-- What is being asked --
Your answer should hold all lines of the entries that include the word "CacheStats".

-- Information given --
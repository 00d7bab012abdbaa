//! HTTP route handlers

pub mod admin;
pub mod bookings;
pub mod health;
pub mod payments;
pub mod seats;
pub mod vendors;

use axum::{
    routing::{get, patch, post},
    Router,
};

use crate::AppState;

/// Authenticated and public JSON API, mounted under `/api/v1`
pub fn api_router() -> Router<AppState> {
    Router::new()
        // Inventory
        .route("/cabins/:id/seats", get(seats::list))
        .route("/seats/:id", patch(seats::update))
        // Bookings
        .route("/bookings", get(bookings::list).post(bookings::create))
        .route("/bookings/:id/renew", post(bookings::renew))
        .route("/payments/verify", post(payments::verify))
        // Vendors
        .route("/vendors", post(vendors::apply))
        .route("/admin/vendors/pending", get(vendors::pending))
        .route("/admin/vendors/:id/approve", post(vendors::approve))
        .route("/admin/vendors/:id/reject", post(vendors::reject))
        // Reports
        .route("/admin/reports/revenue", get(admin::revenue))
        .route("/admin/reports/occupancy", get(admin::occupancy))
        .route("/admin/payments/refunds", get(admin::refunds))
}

==

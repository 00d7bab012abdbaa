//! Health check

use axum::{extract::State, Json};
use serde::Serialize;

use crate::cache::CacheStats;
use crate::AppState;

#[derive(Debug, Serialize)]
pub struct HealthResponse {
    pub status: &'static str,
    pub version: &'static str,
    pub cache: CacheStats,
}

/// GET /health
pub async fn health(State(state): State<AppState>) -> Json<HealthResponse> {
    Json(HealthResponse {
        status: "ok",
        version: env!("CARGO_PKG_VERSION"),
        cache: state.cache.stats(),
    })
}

* * *

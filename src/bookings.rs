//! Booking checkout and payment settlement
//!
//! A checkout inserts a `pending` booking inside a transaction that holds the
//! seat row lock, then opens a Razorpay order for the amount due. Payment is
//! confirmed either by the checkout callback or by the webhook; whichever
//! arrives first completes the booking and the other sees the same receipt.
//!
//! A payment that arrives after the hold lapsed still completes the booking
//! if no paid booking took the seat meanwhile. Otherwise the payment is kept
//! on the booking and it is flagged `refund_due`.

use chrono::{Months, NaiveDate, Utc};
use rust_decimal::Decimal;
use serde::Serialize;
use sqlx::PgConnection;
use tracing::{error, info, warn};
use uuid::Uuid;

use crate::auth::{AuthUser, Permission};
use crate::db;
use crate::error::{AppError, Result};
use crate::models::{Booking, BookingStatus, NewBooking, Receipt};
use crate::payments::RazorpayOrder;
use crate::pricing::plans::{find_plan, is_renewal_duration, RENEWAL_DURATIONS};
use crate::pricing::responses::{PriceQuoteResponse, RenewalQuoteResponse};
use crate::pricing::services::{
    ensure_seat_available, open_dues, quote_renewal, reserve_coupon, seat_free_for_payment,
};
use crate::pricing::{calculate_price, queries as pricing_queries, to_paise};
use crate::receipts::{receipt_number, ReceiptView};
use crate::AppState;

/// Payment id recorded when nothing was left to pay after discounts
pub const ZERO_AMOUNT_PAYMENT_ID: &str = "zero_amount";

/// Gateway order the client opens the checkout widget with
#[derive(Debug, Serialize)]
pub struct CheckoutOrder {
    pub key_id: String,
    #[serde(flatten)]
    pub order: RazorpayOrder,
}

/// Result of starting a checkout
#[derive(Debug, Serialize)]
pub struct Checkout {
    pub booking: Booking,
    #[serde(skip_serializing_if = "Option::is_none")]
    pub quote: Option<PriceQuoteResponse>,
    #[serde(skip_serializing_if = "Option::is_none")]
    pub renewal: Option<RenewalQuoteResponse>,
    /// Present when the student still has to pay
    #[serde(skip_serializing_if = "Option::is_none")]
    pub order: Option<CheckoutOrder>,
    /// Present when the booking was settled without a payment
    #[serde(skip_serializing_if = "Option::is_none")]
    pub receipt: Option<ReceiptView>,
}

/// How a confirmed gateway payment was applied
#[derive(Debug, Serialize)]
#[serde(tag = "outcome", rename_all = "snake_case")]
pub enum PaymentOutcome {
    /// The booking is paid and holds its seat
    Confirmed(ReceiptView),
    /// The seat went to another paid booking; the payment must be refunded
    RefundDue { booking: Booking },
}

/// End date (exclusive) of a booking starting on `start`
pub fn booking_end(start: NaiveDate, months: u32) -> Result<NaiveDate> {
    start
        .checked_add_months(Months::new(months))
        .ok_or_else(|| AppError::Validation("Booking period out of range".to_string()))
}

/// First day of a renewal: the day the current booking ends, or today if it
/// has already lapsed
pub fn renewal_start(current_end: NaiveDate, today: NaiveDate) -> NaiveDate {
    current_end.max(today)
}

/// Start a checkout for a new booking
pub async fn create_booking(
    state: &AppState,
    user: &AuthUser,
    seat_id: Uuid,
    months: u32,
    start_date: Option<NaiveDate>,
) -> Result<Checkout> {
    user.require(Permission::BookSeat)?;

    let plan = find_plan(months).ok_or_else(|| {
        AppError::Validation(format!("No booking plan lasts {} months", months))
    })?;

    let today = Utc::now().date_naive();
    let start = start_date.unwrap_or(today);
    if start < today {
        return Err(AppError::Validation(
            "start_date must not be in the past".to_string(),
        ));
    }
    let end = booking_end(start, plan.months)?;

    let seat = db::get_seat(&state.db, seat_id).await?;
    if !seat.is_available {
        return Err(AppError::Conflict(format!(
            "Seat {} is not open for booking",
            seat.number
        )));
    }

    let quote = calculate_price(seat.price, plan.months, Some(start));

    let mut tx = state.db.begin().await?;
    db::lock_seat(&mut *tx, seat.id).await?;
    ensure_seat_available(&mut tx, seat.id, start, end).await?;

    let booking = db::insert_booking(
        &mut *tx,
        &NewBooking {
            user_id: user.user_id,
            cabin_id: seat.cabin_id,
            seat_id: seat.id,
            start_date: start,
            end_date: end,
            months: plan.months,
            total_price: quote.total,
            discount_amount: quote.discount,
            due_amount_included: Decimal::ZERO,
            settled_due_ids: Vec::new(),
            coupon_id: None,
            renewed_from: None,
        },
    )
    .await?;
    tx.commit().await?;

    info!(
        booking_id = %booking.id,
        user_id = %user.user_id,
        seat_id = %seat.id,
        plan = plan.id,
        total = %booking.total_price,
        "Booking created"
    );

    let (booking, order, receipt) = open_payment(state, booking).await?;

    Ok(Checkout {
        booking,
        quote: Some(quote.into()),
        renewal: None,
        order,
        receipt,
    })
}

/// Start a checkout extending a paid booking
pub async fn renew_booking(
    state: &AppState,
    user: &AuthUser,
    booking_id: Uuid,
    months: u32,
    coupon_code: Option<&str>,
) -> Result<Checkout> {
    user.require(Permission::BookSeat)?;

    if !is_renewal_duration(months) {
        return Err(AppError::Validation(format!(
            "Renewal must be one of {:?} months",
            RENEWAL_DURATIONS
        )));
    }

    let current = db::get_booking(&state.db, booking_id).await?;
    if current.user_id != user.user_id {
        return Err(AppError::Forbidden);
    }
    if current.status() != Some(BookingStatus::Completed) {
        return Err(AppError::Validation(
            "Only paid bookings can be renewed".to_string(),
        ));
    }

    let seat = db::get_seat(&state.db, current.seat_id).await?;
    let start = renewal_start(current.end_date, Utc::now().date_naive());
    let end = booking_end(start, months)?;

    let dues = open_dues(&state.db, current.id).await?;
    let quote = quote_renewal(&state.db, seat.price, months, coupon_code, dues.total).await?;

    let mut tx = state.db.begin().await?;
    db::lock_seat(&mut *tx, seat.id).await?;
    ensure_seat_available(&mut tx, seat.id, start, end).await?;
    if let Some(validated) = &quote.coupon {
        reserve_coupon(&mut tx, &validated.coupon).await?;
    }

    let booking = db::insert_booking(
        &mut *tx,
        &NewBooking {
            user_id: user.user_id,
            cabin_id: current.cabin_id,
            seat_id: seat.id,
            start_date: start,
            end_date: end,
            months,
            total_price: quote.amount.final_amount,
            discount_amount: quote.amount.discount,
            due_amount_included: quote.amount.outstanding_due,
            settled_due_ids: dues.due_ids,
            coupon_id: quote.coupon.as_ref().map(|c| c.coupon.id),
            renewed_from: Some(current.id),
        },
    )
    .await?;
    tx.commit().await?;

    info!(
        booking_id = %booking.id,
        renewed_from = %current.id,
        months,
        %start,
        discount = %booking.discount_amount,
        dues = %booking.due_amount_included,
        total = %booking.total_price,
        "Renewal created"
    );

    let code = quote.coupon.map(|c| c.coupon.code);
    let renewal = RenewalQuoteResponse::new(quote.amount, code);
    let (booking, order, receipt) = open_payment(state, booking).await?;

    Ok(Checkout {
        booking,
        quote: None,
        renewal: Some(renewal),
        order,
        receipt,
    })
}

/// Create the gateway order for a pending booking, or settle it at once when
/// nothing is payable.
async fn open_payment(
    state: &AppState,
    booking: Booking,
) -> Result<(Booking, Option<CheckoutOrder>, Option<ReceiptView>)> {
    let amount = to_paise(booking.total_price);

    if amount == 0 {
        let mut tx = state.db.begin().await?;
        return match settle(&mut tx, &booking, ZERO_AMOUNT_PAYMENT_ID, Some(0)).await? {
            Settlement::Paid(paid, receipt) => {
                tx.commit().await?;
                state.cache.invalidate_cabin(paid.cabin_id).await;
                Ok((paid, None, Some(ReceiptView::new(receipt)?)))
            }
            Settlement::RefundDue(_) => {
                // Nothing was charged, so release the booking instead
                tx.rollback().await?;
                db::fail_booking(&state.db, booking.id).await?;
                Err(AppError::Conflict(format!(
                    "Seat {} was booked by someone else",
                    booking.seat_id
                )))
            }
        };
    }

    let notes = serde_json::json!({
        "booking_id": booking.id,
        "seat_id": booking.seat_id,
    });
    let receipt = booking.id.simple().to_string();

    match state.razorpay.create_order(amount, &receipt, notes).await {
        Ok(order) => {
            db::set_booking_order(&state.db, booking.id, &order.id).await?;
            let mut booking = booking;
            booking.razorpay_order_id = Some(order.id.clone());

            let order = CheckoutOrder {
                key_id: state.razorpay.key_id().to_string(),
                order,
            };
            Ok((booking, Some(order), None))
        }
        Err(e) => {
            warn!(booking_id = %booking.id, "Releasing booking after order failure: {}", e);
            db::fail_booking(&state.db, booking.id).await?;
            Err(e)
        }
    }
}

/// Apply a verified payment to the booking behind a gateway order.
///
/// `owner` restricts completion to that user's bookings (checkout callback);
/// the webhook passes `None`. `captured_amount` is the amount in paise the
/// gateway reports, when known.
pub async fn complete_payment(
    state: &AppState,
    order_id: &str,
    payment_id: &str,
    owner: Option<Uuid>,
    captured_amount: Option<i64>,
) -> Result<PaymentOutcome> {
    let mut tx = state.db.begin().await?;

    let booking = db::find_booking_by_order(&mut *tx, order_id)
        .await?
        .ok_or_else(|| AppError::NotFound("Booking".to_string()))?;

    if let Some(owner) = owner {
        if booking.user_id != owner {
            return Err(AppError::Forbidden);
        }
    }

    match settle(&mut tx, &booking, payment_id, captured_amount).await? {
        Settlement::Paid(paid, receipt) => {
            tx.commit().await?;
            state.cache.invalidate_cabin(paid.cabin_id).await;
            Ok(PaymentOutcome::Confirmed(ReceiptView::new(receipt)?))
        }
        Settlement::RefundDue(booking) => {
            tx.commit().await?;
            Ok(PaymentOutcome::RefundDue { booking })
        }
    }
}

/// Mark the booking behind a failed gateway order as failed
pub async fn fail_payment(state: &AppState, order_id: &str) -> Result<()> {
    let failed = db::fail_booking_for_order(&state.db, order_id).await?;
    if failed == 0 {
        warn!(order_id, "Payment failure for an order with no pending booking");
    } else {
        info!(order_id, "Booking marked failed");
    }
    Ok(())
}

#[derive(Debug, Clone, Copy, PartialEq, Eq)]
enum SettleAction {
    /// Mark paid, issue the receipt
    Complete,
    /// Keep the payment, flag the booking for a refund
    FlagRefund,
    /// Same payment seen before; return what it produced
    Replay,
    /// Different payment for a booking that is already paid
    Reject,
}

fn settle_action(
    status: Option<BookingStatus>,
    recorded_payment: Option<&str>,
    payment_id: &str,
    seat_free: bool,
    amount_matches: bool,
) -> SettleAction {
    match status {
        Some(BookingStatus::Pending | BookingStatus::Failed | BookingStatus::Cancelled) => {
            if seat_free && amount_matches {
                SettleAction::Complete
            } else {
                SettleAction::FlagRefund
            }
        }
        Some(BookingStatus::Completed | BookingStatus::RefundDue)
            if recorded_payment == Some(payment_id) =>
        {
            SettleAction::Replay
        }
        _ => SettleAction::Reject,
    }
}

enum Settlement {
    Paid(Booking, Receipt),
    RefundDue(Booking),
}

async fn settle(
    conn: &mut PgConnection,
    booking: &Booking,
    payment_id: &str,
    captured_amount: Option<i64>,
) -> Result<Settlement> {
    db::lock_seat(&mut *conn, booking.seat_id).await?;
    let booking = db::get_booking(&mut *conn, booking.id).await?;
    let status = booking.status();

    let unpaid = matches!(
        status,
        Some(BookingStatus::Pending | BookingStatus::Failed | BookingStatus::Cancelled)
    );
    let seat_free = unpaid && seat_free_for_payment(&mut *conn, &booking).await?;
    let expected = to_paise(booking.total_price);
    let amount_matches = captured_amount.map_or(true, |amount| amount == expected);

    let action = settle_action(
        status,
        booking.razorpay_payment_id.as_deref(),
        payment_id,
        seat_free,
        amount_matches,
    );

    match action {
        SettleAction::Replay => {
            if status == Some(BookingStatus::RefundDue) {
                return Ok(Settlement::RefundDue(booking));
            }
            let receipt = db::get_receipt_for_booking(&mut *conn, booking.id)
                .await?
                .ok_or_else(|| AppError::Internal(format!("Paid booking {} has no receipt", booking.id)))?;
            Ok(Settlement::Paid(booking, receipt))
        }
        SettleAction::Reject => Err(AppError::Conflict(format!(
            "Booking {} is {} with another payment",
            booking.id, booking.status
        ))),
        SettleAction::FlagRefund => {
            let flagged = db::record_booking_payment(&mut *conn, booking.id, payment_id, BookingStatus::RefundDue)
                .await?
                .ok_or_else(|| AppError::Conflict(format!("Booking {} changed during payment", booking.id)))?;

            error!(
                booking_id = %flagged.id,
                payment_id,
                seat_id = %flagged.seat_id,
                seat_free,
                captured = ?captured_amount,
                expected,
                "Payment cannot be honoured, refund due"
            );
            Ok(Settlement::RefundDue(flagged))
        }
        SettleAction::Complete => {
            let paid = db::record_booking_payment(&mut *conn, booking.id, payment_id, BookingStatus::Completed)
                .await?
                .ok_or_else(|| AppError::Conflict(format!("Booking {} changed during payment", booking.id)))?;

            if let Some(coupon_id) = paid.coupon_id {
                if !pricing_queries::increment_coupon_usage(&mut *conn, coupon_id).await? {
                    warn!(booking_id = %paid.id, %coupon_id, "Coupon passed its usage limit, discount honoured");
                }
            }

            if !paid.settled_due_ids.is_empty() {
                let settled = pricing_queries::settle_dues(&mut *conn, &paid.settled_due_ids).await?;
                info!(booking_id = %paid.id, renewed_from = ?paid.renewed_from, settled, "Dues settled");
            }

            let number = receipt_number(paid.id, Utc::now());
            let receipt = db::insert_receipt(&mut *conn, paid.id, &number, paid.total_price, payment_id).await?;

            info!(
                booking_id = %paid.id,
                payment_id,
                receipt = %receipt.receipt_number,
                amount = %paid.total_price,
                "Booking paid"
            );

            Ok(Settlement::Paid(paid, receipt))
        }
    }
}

-- Result of the exercise --
use crate::cache::CacheStats;
    pub cache: CacheStats,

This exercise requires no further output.